**EXERCISE GOAL:** Go through the entries below and print, exactly, the lines starting at the one with "fn mul(self, rhs: &GaussianInt)" and ending at the one with "fn neg(self) ->", keeping both ends and no others.

┄┄┄┄┄┄

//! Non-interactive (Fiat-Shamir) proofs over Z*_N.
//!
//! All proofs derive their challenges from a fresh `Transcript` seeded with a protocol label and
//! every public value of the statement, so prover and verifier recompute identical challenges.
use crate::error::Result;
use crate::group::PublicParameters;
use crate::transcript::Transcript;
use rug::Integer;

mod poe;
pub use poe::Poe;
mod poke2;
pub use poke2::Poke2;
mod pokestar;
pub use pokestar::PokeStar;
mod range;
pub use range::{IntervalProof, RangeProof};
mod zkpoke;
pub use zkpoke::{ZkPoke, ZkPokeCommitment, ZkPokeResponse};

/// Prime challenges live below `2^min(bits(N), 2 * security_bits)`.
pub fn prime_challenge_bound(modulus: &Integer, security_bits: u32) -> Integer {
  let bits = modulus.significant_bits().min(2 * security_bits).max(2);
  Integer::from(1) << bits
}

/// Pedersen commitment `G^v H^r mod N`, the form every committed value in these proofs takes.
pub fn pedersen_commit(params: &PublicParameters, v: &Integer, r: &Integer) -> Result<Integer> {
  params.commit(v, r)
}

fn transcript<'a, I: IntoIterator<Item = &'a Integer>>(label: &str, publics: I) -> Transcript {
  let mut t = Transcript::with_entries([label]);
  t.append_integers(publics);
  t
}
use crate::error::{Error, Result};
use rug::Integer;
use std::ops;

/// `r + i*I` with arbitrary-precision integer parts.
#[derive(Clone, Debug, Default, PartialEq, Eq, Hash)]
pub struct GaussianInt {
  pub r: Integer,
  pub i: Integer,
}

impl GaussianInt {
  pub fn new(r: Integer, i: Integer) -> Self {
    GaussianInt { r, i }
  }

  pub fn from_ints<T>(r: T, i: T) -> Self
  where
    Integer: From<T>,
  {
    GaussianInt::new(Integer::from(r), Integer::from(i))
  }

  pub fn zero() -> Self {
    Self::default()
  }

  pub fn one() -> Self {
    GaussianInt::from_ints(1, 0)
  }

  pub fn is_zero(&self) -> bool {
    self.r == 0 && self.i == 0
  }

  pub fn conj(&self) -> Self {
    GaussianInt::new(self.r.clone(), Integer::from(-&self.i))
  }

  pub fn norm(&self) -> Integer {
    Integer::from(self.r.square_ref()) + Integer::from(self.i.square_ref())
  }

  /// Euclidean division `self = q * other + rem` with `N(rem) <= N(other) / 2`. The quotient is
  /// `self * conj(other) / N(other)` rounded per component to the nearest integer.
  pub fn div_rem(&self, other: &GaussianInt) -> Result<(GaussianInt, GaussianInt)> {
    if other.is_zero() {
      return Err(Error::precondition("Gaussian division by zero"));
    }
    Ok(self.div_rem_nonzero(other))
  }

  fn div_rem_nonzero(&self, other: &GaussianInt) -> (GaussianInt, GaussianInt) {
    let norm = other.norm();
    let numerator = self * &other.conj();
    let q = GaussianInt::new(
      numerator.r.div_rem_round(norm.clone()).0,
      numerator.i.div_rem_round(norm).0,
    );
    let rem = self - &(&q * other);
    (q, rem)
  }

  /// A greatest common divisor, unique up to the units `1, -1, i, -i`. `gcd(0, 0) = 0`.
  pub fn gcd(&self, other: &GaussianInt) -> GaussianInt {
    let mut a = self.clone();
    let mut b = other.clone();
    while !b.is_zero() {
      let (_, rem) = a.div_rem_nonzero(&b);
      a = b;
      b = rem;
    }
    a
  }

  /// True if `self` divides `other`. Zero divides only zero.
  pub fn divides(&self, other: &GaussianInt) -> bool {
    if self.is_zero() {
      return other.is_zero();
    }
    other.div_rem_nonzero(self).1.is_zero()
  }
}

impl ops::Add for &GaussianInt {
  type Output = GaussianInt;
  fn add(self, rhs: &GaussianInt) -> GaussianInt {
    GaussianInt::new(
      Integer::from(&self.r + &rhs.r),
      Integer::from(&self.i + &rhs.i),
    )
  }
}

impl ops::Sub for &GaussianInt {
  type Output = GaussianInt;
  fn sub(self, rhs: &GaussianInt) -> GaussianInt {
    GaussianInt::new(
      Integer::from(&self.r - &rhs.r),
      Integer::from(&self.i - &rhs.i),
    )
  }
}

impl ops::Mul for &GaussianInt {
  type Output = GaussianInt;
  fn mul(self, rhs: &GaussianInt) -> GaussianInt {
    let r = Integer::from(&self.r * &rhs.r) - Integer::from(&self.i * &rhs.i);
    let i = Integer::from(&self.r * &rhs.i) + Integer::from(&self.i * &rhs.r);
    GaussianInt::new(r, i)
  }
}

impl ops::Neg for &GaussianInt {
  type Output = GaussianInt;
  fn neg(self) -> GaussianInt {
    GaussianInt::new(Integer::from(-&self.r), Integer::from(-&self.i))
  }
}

┄┄┄┄┄┄

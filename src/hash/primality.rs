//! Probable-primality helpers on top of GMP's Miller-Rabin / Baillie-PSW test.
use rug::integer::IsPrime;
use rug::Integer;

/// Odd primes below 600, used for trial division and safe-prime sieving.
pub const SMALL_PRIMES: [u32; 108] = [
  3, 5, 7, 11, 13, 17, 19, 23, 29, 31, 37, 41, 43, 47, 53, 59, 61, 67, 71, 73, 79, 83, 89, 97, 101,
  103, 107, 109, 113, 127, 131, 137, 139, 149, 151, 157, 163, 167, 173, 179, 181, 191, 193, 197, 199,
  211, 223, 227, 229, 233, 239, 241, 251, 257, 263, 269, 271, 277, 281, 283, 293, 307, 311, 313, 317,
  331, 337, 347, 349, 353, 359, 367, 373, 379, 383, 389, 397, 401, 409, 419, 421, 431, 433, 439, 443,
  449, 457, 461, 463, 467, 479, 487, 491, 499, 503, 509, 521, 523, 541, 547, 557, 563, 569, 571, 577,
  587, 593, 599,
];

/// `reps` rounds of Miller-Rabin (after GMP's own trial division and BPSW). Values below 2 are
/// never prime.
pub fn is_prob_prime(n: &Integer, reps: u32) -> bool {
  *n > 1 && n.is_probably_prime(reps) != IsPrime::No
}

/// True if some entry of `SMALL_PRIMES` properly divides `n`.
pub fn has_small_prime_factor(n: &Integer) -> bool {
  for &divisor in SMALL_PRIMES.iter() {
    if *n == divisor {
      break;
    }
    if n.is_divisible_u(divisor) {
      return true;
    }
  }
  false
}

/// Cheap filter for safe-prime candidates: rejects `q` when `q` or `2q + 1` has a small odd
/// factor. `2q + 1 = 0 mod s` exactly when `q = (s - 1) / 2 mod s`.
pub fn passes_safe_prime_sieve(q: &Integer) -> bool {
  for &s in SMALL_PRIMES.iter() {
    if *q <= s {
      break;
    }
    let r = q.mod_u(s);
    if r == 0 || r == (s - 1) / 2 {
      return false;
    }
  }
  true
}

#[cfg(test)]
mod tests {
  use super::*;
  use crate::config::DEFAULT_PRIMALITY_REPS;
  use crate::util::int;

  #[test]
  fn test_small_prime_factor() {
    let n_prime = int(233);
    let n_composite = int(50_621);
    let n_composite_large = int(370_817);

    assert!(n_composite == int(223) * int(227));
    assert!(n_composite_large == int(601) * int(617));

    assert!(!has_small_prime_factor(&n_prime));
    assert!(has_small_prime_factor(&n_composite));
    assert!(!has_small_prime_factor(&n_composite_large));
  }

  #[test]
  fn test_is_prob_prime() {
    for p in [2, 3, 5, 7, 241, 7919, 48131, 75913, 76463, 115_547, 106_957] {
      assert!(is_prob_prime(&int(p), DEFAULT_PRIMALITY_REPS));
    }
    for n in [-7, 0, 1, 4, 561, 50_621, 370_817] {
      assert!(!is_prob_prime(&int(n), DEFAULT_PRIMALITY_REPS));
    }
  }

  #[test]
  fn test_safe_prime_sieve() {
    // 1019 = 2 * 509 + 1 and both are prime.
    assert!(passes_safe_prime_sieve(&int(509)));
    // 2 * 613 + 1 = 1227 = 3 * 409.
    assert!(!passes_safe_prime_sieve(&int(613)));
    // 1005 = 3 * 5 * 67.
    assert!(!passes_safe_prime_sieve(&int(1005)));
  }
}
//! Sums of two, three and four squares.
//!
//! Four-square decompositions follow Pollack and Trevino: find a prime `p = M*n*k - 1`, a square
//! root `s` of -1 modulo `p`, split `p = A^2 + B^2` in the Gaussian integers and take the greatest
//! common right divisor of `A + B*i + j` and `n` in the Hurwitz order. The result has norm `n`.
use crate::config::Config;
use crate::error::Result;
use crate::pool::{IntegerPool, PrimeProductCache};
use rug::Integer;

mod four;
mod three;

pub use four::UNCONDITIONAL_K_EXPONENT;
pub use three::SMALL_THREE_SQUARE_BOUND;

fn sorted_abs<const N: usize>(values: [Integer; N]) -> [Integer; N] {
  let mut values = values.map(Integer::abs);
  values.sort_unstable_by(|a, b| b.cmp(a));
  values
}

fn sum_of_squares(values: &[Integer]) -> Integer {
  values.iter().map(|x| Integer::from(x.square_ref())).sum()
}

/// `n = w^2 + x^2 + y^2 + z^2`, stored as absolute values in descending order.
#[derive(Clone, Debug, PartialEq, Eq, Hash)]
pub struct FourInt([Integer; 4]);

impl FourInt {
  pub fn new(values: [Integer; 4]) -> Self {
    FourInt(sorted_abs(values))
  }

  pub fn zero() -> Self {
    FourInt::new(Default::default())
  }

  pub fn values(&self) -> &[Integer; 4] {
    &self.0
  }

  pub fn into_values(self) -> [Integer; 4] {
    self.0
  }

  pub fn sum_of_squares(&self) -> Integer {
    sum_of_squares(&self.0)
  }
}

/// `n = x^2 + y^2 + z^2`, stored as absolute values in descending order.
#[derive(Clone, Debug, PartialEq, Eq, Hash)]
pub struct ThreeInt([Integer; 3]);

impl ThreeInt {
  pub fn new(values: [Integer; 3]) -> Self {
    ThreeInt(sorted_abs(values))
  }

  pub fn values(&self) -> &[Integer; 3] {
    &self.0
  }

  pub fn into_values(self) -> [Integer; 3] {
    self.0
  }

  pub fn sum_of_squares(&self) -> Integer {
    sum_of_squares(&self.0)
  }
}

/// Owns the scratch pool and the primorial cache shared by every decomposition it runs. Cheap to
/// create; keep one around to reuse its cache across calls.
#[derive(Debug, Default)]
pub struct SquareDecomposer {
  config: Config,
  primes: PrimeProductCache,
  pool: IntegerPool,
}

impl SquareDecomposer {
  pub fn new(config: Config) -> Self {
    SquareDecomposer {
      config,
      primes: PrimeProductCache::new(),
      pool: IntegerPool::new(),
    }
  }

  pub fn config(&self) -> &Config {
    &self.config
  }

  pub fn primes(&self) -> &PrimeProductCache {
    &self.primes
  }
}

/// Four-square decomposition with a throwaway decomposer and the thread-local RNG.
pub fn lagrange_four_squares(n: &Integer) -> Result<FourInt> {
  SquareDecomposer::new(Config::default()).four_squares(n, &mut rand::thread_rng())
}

┄┄┄┄┄┄

**RESPONSE BOX:**
  fn mul(self, rhs: &GaussianInt) -> GaussianInt {
    let r = Integer::from(&self.r * &rhs.r) - Integer::from(&self.i * &rhs.i);
    let i = Integer::from(&self.r * &rhs.i) + Integer::from(&self.i * &rhs.r);
    GaussianInt::new(r, i)
  }
}

impl ops::Neg for &GaussianInt {
  type Output = GaussianInt;
  fn neg(self) -> GaussianInt {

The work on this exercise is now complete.